The Johns Hopkins Hospital (Main Entrance)

Appointment Phone: 410-955-3071
1800 Orleans St.
Sheikh Zayed Tower
Baltimore, MD 21287 map

The Johns Hopkins Hospital

Appointment Phone: 410-955-3071
600 N. Wolfe Street
Blalock 1008
Baltimore, MD 21287 map
Phone: 410-955-3071 | Fax: 410-367-3231

Johns Hopkins Pediatrics

Appointment Phone: 410-955-3071
200 N. Wolfe Street
Rubenstein Child Health Building
Baltimore, MD 21287 map
Phone: 410-955-3071 | Fax: 410-367-3231

Background

Dr. Jill A. Fahrner is an assistant professor in the Departments of Genetic Medicine and Pediatrics at the Johns Hopkins University School of Medicine. Her area of clinical expertise is medical genetics. 

Dr. Fahrner earned her Ph.D. from Johns Hopkins University and her M.D. from the University of North Carolina. She completed pediatrics residency training at Duke University Medical Center. She joined the McKusick-Nathans Institute of Genetic Medicine as a genetic medicine resident in 2009 and completed her training in 2012. She stayed on as chief resident from 2012-2013 and then joined the faculty as an assistant professor in the Department of Pediatrics within the McKusick-Nathans Institute of Genetic Medicine in 2013. Her current primary appointment is Assistant Professor in the Department of Genetic Medicine, where she is Director of the multidisciplinary Epigenetics and Chromatin Clinic.

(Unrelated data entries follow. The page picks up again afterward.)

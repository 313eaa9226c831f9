use fayda_visitor::ApiClient;
use fayda_visitor::kiosk::{KioskConfig, kiosk_routes};
use tracing_subscriber::{layer::SubscriberExt, util::SubscriberInitExt};

#[tokio::main]
async fn main() -> Result<(), Box<dyn std::error::Error>> {
    // Load environment variables before reading any of them
    dotenvy::dotenv().ok();

    let config = KioskConfig::from_env()?;

    let default_filter = if config.core().debug() {
        "fayda_visitor=debug,fayda_kiosk=debug"
    } else {
        "fayda_visitor=info,fayda_kiosk=info"
    };
    tracing_subscriber::registry()
        .with(
            tracing_subscriber::EnvFilter::try_from_default_env()
                .unwrap_or_else(|_| default_filter.into()),
        )
        .with(tracing_subscriber::fmt::layer())
        .init();

    let gateway = ApiClient::new(config.core().clone())?;
    let bind = config.bind();
    tracing::info!(
        api_base_url = %config.core().api_base_url(),
        %bind,
        "Starting kiosk"
    );

    let app = kiosk_routes(config, gateway);
    let listener = tokio::net::TcpListener::bind(bind).await?;
    axum::serve(listener, app).await?;

    Ok(())
}
//! Length-prefixed coders for dynamically sized data.
//!
//! Every dynamically sized value starts with one word holding the length of
//! what follows: a byte length for [`ByteCoder`], an element count for vectors.

use super::buffer::{read_slice, read_word, WORD_SIZE};
use super::CodecError;

/// Encodes and decodes the one-word length prefix.
#[derive(Debug, Clone, Copy, Default)]
pub struct DynamicLengthCoder;

impl DynamicLengthCoder {
    /// The prefix always occupies exactly one word.
    pub const ENCODED_LENGTH: usize = WORD_SIZE;

    pub fn encode(length: usize) -> [u8; WORD_SIZE] {
        (length as u64).to_be_bytes()
    }

    pub fn decode(data: &[u8]) -> Result<u64, CodecError> {
        read_word(data, 0)
    }

    /// Prefix size plus the payload size the prefix announces, which must be
    /// present in `data`.
    pub fn encoded_length(data: &[u8]) -> Result<usize, CodecError> {
        let payload = Self::decode(data)?;
        let needed = usize::try_from(payload)
            .ok()
            .and_then(|p| p.checked_add(WORD_SIZE))
            .unwrap_or(usize::MAX);
        if needed > data.len() {
            return Err(CodecError::BufferTooSmall {
                needed,
                available: data.len(),
            });
        }
        Ok(needed)
    }
}

/// Byte-length prefixed raw bytes, no padding.
#[derive(Debug, Clone, Copy, Default)]
pub struct ByteCoder;

impl ByteCoder {
    pub fn encode(value: &[u8]) -> Vec<u8> {
        let mut out = Vec::with_capacity(WORD_SIZE + value.len());
        out.extend_from_slice(&DynamicLengthCoder::encode(value.len()));
        out.extend_from_slice(value);
        out
    }

    pub fn decode(data: &[u8]) -> Result<&[u8], CodecError> {
        let len = DynamicLengthCoder::decode(data)?;
        let len = usize::try_from(len).map_err(|_| CodecError::BufferTooSmall {
            needed: usize::MAX,
            available: data.len(),
        })?;
        read_slice(data, WORD_SIZE, len)
    }

    pub fn encoded_length(data: &[u8]) -> Result<usize, CodecError> {
        DynamicLengthCoder::encoded_length(data)
    }
}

She is a physician-scientist with a long-standing interest in epigenetic mechanisms of disease. Her clinical focus is on caring for individuals with epigenetic and chromatin disorders, specifically Mendelian disorders of the epigenetic machinery, or chromatin modifying disorders. She has seen hundreds of individuals with congenital disorders involving disrupted epigenetics, most of which exhibit neurodevelopmental disabilities and abnormal growth. Her laboratory research is focused on understanding disease mechanisms and developing therapies for select Mendelian disorders of the epigenetic machinery.

She is a member of the American Society of Human Genetics (ASHG), having won an ASHG Reviewer’s Choice Abstract Award for her work on growth retardation in Kabuki syndrome 1. She has received a Johns Hopkins School of Medicine Clinician Scientist Award, a Johns Hopkins School of Medicine Musculoskeletal Pilot and Feasibility Award, a William and Ella Owens Medical Research Foundation Award, the Margaret Ellen Nielsen Fellowship Award, and the Alice and YT Chen Travel Award while at Johns Hopkins. She is the recipient of a prestigious Hartwell Foundation Individual Biomedical Research Award and also has ongoing research funding from the National Institutes of Health.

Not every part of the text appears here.